What is Revalidation?
About 6 months ago all the talk was about nurse revalidation, what it was and what nurses had to do. From April 2016 all nurses and midwives will have to demonstrate that they practice safely and effectively. The new process allows nurses to maintain their registration with the NMC but they will have to revalidate every three years. Revalidation includes the existing renewal requirements but introduces new elements which encourage nurses to reflect on the role of the code in their practice and demonstrate that they are meeting the standards.
What is required?
In order to provide safe and effective practice in line with the Code nurses must provide evidence for the following eight categories:
- Practice hours:
- 450 practice hours, or 900 hours if revalidating as both a nurse and midwife over the three year period since the registration was last renewed or they joined the register.
- Helps to maintain safe and effective practice while keeping skills up to date.
- 35 hours of continuing professional development (of which 20 must be participatory).
- Reduces professional isolation through engagement while increasing skills and awareness.
- Practice-related feedback:
- Five pieces of practice-related feedback, including notes of the content of the feedback and how it was used to improve practice.

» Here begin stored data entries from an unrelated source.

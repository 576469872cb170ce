//! Include/exclude filtering
//!
//! Filters are evaluated in three places: on candidate URLs before they are
//! queued, on HTTP headers, and on fetched documents. Each filter is tagged
//! [`OnMatch::Include`] or [`OnMatch::Exclude`] and all three kinds share the
//! same evaluation rule, implemented once in [`is_rejected`]:
//!
//! - any exclude filter that does not accept rejects immediately
//! - when include filters exist, at least one of them must accept
//! - no filters at all means accept

mod pattern;

pub use pattern::{
    build_document_filters, build_header_filters, build_url_filters, RegexDocumentFilter,
    RegexHeaderFilter, RegexUrlFilter,
};

use crate::crawler::{CrawlDocument, Metadata};
use serde::Deserialize;
use std::ops::Deref;

/// What a filter does with the inputs it matches
#[derive(Debug, Clone, Copy, PartialEq, Eq, Default, Deserialize)]
#[serde(rename_all = "lowercase")]
pub enum OnMatch {
    /// Matching inputs are accepted
    #[default]
    Include,
    /// Matching inputs are rejected
    Exclude,
}

/// Common part of every filter
pub trait OnMatchFilter {
    fn on_match(&self) -> OnMatch;
}

/// Filter applied to candidate URLs
pub trait UrlFilter: OnMatchFilter + Send + Sync {
    fn accept_url(&self, url: &str) -> bool;
}

/// Filter applied to HTTP response headers
pub trait HeadersFilter: OnMatchFilter + Send + Sync {
    fn accept_headers(&self, url: &str, headers: &Metadata) -> bool;
}

/// Filter applied to a fetched document
pub trait DocumentFilter: OnMatchFilter + Send + Sync {
    fn accept_document(&self, document: &CrawlDocument) -> bool;
}

/// Applies the include/exclude rule to a filter set
///
/// `accepts` runs one filter against the input. Returns true when the input
/// must be rejected.
pub fn is_rejected<F>(filters: &[F], mut accepts: impl FnMut(&F::Target) -> bool) -> bool
where
    F: Deref,
    F::Target: OnMatchFilter,
{
    let mut has_includes = false;
    let mut include_matched = false;

    for filter in filters {
        let filter = Deref::deref(filter);
        let accepted = accepts(filter);
        match filter.on_match() {
            OnMatch::Include => {
                has_includes = true;
                include_matched |= accepted;
            }
            OnMatch::Exclude if !accepted => return true,
            OnMatch::Exclude => {}
        }
    }

    has_includes && !include_matched
}
//! Crawler module for the frontier and the two URL pipelines
//!
//! This module contains the core crawling logic, including:
//! - HTTP fetching that reports redirects instead of following them
//! - HTML parsing and link extraction
//! - Per-site politeness delays
//! - The frontier admission pipeline and the fetch pipeline
//! - Header and document checksums for incremental crawls
//! - Overall crawl coordination across a pool of workers

mod checksum;
mod collaborators;
mod context;
mod coordinator;
mod delay;
mod document;
mod document_processor;
mod event;
mod fetcher;
mod parser;
mod url_processor;

pub use checksum::{
    is_unmodified, ContentDocumentChecksummer, DocumentChecksummer, FieldsHeadersChecksummer,
    HeadersChecksummer,
};
pub use collaborators::{Committer, ImportProcessor, Importer, PassthroughImporter};
pub use coordinator::{run_crawl, CrawlSummary, Crawler, CrawlerBuilder, RunMode, StopHandle};
pub use delay::DelayResolver;
pub use document::{keys, parse_content_type, CrawlDocument, Metadata};
pub use event::{CrawlerEvent, CrawlerEventListener, EventDispatcher};
pub use fetcher::{
    build_http_client, FetchError, FetchMethod, FetchResponse, FetchState, GenericHttpFetcher,
    HttpFetcher,
};
pub use parser::{parse_html, HtmlLinkExtractor, LinkExtractor, ParsedPage};
pub use url_processor::Admission;
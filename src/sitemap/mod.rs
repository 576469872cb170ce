//! Sitemap discovery
//!
//! A [`SitemapResolver`] turns a site root into the URLs its sitemaps list.
//! The admission pipeline asks for each site root at most once per run and
//! feeds the results back into itself with sitemap expansion disabled.

mod resolver;

pub use resolver::HttpSitemapResolver;

use async_trait::async_trait;
use chrono::{DateTime, Utc};

/// A URL listed in a sitemap, with its optional hints
#[derive(Debug, Clone, PartialEq)]
pub struct SitemapUrl {
    pub url: String,
    pub last_mod: Option<DateTime<Utc>>,
    pub change_freq: Option<String>,
    pub priority: Option<f32>,
}

impl SitemapUrl {
    pub fn new(url: impl Into<String>) -> Self {
        Self {
            url: url.into(),
            last_mod: None,
            change_freq: None,
            priority: None,
        }
    }
}

/// Resolves the sitemaps of a site
///
/// Failures are logged and yield whatever was collected so far.
#[async_trait]
pub trait SitemapResolver: Send + Sync {
    /// `hint_locations` are sitemap URLs already known, e.g. from robots.txt.
    /// Without hints the resolver probes the conventional locations.
    async fn resolve_sitemaps(&self, url_root: &str, hint_locations: &[String]) -> Vec<SitemapUrl>;
}
/// Reference outcome definitions
///
/// This module defines the possible outcomes of processing a single URL.
use std::fmt;

/// Terminal outcome of the most recent processing attempt for a URL
#[derive(Debug, Clone, Copy, PartialEq, Eq, Hash, PartialOrd, Ord)]
pub enum ReferenceStatus {
    // ===== Good Outcomes =====
    /// Document was fetched, imported and committed
    Ok,

    /// Document did not change since the previous run
    Unmodified,

    // ===== Policy Rejections =====
    /// Rejected by a filter, robots rule, the importer or a failed header fetch
    Rejected,

    /// Discovered beyond the configured maximum depth
    TooDeep,

    /// Server answered with a redirect; the target was queued instead
    Redirect,

    // ===== Fetch Outcomes =====
    /// Server reported one of the configured not-found codes
    NotFound,

    /// Server answered with any other unexpected status
    BadStatus,

    // ===== Failures / Removals =====
    /// Unexpected failure while processing
    Error,

    /// Previously good document that no longer exists
    Deleted,
}

impl ReferenceStatus {
    /// Returns true for outcomes that mean the document exists and is indexed
    pub fn is_good(&self) -> bool {
        matches!(self, Self::Ok | Self::Unmodified)
    }

    /// Converts the status to a database string representation
    pub fn to_db_string(&self) -> &'static str {
        match self {
            Self::Ok => "ok",
            Self::Unmodified => "unmodified",
            Self::Rejected => "rejected",
            Self::TooDeep => "too_deep",
            Self::Redirect => "redirect",
            Self::NotFound => "not_found",
            Self::BadStatus => "bad_status",
            Self::Error => "error",
            Self::Deleted => "deleted",
        }
    }

    /// Parses a status from its database string representation
    ///
    /// Returns None if the string doesn't match any known status.
    pub fn from_db_string(s: &str) -> Option<Self> {
        match s {
            "ok" => Some(Self::Ok),
            "unmodified" => Some(Self::Unmodified),
            "rejected" => Some(Self::Rejected),
            "too_deep" => Some(Self::TooDeep),
            "redirect" => Some(Self::Redirect),
            "not_found" => Some(Self::NotFound),
            "bad_status" => Some(Self::BadStatus),
            "error" => Some(Self::Error),
            "deleted" => Some(Self::Deleted),
            _ => None,
        }
    }

    /// Returns all statuses, in reporting order
    pub fn all() -> [Self; 9] {
        [
            Self::Ok,
            Self::Unmodified,
            Self::Rejected,
            Self::TooDeep,
            Self::Redirect,
            Self::NotFound,
            Self::BadStatus,
            Self::Error,
            Self::Deleted,
        ]
    }
}

impl fmt::Display for ReferenceStatus {
    fn fmt(&self, f: &mut fmt::Formatter<'_>) -> fmt::Result {
        f.write_str(&self.to_db_string().to_uppercase())
    }
}
use crate::config::ScopeConfig;
use url::Url;

/// Decides whether a candidate URL may be followed from an in-scope URL
///
/// All enabled restrictions must pass. With none enabled every candidate is
/// in scope. A candidate that cannot be parsed is never in scope.
#[derive(Debug, Clone, Default)]
pub struct CrawlScopeStrategy {
    stay_on_domain: bool,
    include_subdomains: bool,
    stay_on_port: bool,
    stay_on_protocol: bool,
}

impl CrawlScopeStrategy {
    pub fn new(config: &ScopeConfig) -> Self {
        Self {
            stay_on_domain: config.stay_on_domain,
            include_subdomains: config.include_subdomains,
            stay_on_port: config.stay_on_port,
            stay_on_protocol: config.stay_on_protocol,
        }
    }

    /// Returns true when no restriction is enabled
    pub fn is_unrestricted(&self) -> bool {
        !self.stay_on_domain && !self.stay_on_port && !self.stay_on_protocol
    }

    /// Checks `candidate_url` against the restrictions, relative to `in_scope_url`
    ///
    /// Protocol-relative candidates (`//host/path`) take the protocol of
    /// `in_scope_url`.
    pub fn is_in_scope(&self, in_scope_url: &str, candidate_url: &str) -> bool {
        if self.is_unrestricted() {
            return true;
        }

        let in_scope = match Url::parse(in_scope_url) {
            Ok(url) => url,
            Err(e) => {
                tracing::debug!(url = %in_scope_url, error = %e, "Unsupported in-scope URL");
                return false;
            }
        };

        let candidate = if candidate_url.starts_with("//") {
            Url::parse(&format!("{}:{}", in_scope.scheme(), candidate_url))
        } else {
            Url::parse(candidate_url)
        };
        let candidate = match candidate {
            Ok(url) => url,
            Err(e) => {
                tracing::debug!(url = %candidate_url, error = %e, "Unsupported candidate URL");
                return false;
            }
        };

        if self.stay_on_protocol && !in_scope.scheme().eq_ignore_ascii_case(candidate.scheme()) {
            tracing::debug!(url = %candidate_url, "Rejected protocol");
            return false;
        }

        if self.stay_on_domain && !self.is_on_domain(in_scope.host_str(), candidate.host_str()) {
            tracing::debug!(url = %candidate_url, "Rejected domain");
            return false;
        }

        if self.stay_on_port
            && in_scope.port_or_known_default() != candidate.port_or_known_default()
        {
            tracing::debug!(url = %candidate_url, "Rejected port");
            return false;
        }

        true
    }

    fn is_on_domain(&self, in_scope_host: Option<&str>, candidate_host: Option<&str>) -> bool {
        let (Some(in_scope), Some(candidate)) = (in_scope_host, candidate_host) else {
            return false;
        };
        let in_scope = in_scope.to_lowercase();
        let candidate = candidate.to_lowercase();

        if self.include_subdomains {
            candidate == in_scope || candidate.ends_with(&format!(".{}", in_scope))
        } else {
            candidate == in_scope
        }
    }
}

- Helps to become more responsive to the needs of patients which will improve practice.
- Written reflective accounts:
- Five written reflective accounts that explain what was learnt from CPD activity and/or feedback and/or an event or experience in practice, how it changed or improved their work as a result, and how this is relevant to the Code.
- Helps to identify changes or improvements to make and become familiar with the Code.
- Reflective discussion:
- A reflective discussion form which includes the name and NMC Pin number of the NMC-registered nurse or midwife that took part in the discussion with as well as the date of the discussion.
- Cultivates a sharing reflective culture that focuses on improvement.
- Health and character:
- This declaration is part of the online revalidation application.
- Satisfies the Registrar of capable of safe and effective practice.
- Professional indemnity arrangement:
- Evidence to demonstrate there is appropriate indemnity arrangement in place whether it is through the employer, membership of a professional body or through a private insurance arrangement.
- Is a legal requirement for providing care?
- A confirmation form signed by a confirmer.
- Provides assurance, increases support and engagement between nurses and midwives and their confirmers.
What is the process?
If it’s over three years since the last renewal or when the nurse joined the register they need to meet the range of revalidation requirements, listed above, designed to show that they are keeping up to date and maintaining safe and effective practice. In the 12 months up to the renewal date they will need to discuss their revalidation with a confirmer. As part of this confirmation discussion they will demonstrate that they have complied with all of the revalidation requirements, except professional indemnity arrangement and health and character. Nurses will be asked to apply for revalidation every three years using NMC Online.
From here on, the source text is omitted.